Tras la sinuosa bajada, nos encontramos con las salinas de Trapani que recorre la Carretera de la Sal entre Trapani y Marsala, un paisaje llano y desnudo donde las únicas montañas son impresionantes acúmulos de sal entre viejos y destartalados molinos de viento fuera de uso. El aire sopla inclemente levantando pequeñas olas en las aguas tranquilas y fatigando los huertos de limoneros que se extienden más allá de las salinas.
Nuestro próximo alojamiento es un resort, ‘Agroturismo Don Carlo’, antiguo complejo rural muy confortable reconvertido en parador con estupendas instalaciones donde late todavía el encanto de sus antiguos menesteres campesinos, perdido entre feraces campos de olivos y viñedos.

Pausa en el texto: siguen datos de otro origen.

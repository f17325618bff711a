//! HTTP Transport for the assistant core
//!
//! Re-exports the transport implementations and wraps them in one
//! concrete enum so the orchestrator stays non-generic.

pub use crate::assistant::transport_fake::{FakeReply, FakeTransport, RecordedCall};
pub use crate::assistant::transport_reqwest::ReqwestTransport;
pub use crate::assistant::transport_types::{
    AsyncTransport, NetworkCause, RawResponse, TransportFailure,
};

use async_trait::async_trait;
use serde_json::Value as JsonValue;

/// Concrete transport enum
///
/// Wraps all transport types, avoiding boxed trait objects.
#[derive(Debug)]
pub enum Transport {
    Real(ReqwestTransport),
    Fake(FakeTransport),
}

#[async_trait]
impl AsyncTransport for Transport {
    async fn post_json(&self, url: &str, body: &JsonValue) -> Result<RawResponse, TransportFailure> {
        match self {
            Transport::Real(t) => t.post_json(url, body).await,
            Transport::Fake(t) => t.post_json(url, body).await,
        }
    }
}

impl Transport {
    /// The fake, if this is one (for test assertions)
    pub fn as_fake(&self) -> Option<&FakeTransport> {
        match self {
            Transport::Fake(fake) => Some(fake),
            Transport::Real(_) => None,
        }
    }
}

impl From<ReqwestTransport> for Transport {
    fn from(transport: ReqwestTransport) -> Self {
        Transport::Real(transport)
    }
}

impl From<FakeTransport> for Transport {
    fn from(transport: FakeTransport) -> Self {
        Transport::Fake(transport)
    }
}
//! Transport types
//!
//! Common types shared across transport implementations.

use crate::assistant::envelope::ResponseEnvelope;
use async_trait::async_trait;
use serde_json::Value as JsonValue;

/// Why the backend could not be reached
#[derive(Debug, Clone, Copy, PartialEq, Eq)]
pub enum NetworkCause {
    /// Connection refused or reset before a response
    Connect,
    /// No response within the transport timeout
    Timeout,
    /// Host name did not resolve
    Dns,
    /// Anything else below HTTP (TLS, malformed URL, body send)
    Other,
}

impl NetworkCause {
    /// Fixed user-facing phrase for this cause
    pub fn phrase(&self) -> &'static str {
        match self {
            NetworkCause::Connect => "connection refused",
            NetworkCause::Timeout => "request timed out",
            NetworkCause::Dns => "host could not be resolved",
            NetworkCause::Other => "request could not be sent",
        }
    }
}

/// Raw failure evidence handed to the classifier
#[derive(Debug, Clone, PartialEq, Eq, thiserror::Error)]
pub enum TransportFailure {
    /// No response received
    #[error("Network error ({cause:?}): {detail}")]
    Network { cause: NetworkCause, detail: String },

    /// Response received with a non-success status
    #[error("HTTP error {status}: {body}")]
    Status {
        status: u16,
        reason: Option<String>,
        body: String,
    },

    /// Success status, but the body could not be used as an envelope
    #[error("Undecodable body: {detail}")]
    Undecodable { detail: String, not_an_object: bool },
}

impl TransportFailure {
    pub fn network(cause: NetworkCause, detail: impl Into<String>) -> Self {
        TransportFailure::Network {
            cause,
            detail: detail.into(),
        }
    }
}

/// Response as received from the wire, before any interpretation
#[derive(Debug, Clone, PartialEq, Eq)]
pub struct RawResponse {
    pub status: u16,
    /// Canonical reason phrase, when the transport knows it
    pub reason: Option<String>,
    pub body: String,
}

impl RawResponse {
    pub fn new(status: u16, body: impl Into<String>) -> Self {
        Self {
            status,
            reason: canonical_reason(status).map(str::to_string),
            body: body.into(),
        }
    }

    pub fn is_success(&self) -> bool {
        (200..300).contains(&self.status)
    }

    /// Decode a success body into an envelope
    ///
    /// Non-success responses become `TransportFailure::Status`; bodies that
    /// are not JSON objects become `TransportFailure::Undecodable`.
    pub fn into_envelope(self) -> Result<ResponseEnvelope, TransportFailure> {
        if !self.is_success() {
            return Err(TransportFailure::Status {
                status: self.status,
                reason: self.reason,
                body: self.body,
            });
        }

        let value: JsonValue =
            serde_json::from_str(&self.body).map_err(|e| TransportFailure::Undecodable {
                detail: e.to_string(),
                not_an_object: false,
            })?;

        match value {
            JsonValue::Object(map) => Ok(map),
            other => Err(TransportFailure::Undecodable {
                detail: format!("expected object, got {}", json_type_name(&other)),
                not_an_object: true,
            }),
        }
    }
}

fn json_type_name(value: &JsonValue) -> &'static str {
    match value {
        JsonValue::Null => "null",
        JsonValue::Bool(_) => "bool",
        JsonValue::Number(_) => "number",
        JsonValue::String(_) => "string",
        JsonValue::Array(_) => "array",
        JsonValue::Object(_) => "object",
    }
}

/// Reason phrase for the status codes this backend produces
pub fn canonical_reason(status: u16) -> Option<&'static str> {
    let reason = match status {
        400 => "Bad Request",
        401 => "Unauthorized",
        403 => "Forbidden",
        404 => "Not Found",
        405 => "Method Not Allowed",
        408 => "Request Timeout",
        413 => "Payload Too Large",
        422 => "Unprocessable Entity",
        429 => "Too Many Requests",
        500 => "Internal Server Error",
        502 => "Bad Gateway",
        503 => "Service Unavailable",
        504 => "Gateway Timeout",
        _ => return None,
    };
    Some(reason)
}

/// Asynchronous HTTP transport
///
/// Abstraction over the HTTP client to enable testing with `FakeTransport`.
/// Implementations return `Ok` for every response received, whatever its
/// status, and `Err` only when no response arrived.
#[async_trait]
pub trait AsyncTransport: Send + Sync {
    /// POST a JSON body and return the raw response
    async fn post_json(&self, url: &str, body: &JsonValue) -> Result<RawResponse, TransportFailure>;
}

#[cfg(test)]
mod tests {
    use super::*;

    #[test]
    fn test_success_object_decodes() {
        let envelope = RawResponse::new(200, r#"{"output":"ok"}"#)
            .into_envelope()
            .unwrap();
        assert_eq!(envelope["output"], "ok");
    }

    #[test]
    fn test_error_status_becomes_status_failure() {
        let err = RawResponse::new(500, r#"{"detail":"model overloaded"}"#)
            .into_envelope()
            .unwrap_err();
        match err {
            TransportFailure::Status {
                status,
                reason,
                body,
            } => {
                assert_eq!(status, 500);
                assert_eq!(reason.as_deref(), Some("Internal Server Error"));
                assert!(body.contains("model overloaded"));
            }
            other => panic!("unexpected failure: {:?}", other),
        }
    }

    #[test]
    fn test_non_json_body() {
        let err = RawResponse::new(200, "<html>oops</html>")
            .into_envelope()
            .unwrap_err();
        assert!(matches!(
            err,
            TransportFailure::Undecodable {
                not_an_object: false,
                ..
            }
        ));
    }

    #[test]
    fn test_json_array_body_is_not_an_envelope() {
        let err = RawResponse::new(200, "[1,2]").into_envelope().unwrap_err();
        assert!(matches!(
            err,
            TransportFailure::Undecodable {
                not_an_object: true,
                ..
            }
        ));
    }

    #[test]
    fn test_failure_display() {
        let err = TransportFailure::network(NetworkCause::Timeout, "deadline elapsed");
        assert_eq!(format!("{}", err), "Network error (Timeout): deadline elapsed");
    }

    #[test]
    fn test_unknown_status_has_no_reason() {
        assert_eq!(RawResponse::new(599, "").reason, None);
        assert_eq!(canonical_reason(504), Some("Gateway Timeout"));
    }
}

El reposo en el bucólico enclave se agradece después de los días de incesante movimiento.
9. Selinunte-Segesta
Visitamos el templo y el anfiteatro en Segesta, la ciudad que según la tradición recogida por Tucídides, Dionisio de Halicarnaso y Estabón, fue fundada por colonos huidos de la destrucción de Troya. El templo, inacabado, es del siglo V AEC, construido en la cima que rodea la ciudad antigua. Es uno de los mejores conservados de la isla, seguramente debido a su privilegiada posición.
El teatro, también casi inaccesible en lo alto de una colina más alta que el templo, tiene capacidad para 3000 personas y su vista es impresionante.
10. Erice-Palermo-Valencia-Santomera
Nos despedimos del acogedor alojamiento rural después del desayuno para salir rumbo a nuestro último destino en Sicilia, el aeropuerto de Palermo. De allí a nuestros respectivos hogares, a digerir en la tranquilidad que nos espera, tantas emociones y recuerdos que permanecerán en nosotros para siempre. La organización ha sido un éxito, la convivencia inmejorable. La fortuna nos ha acompañado.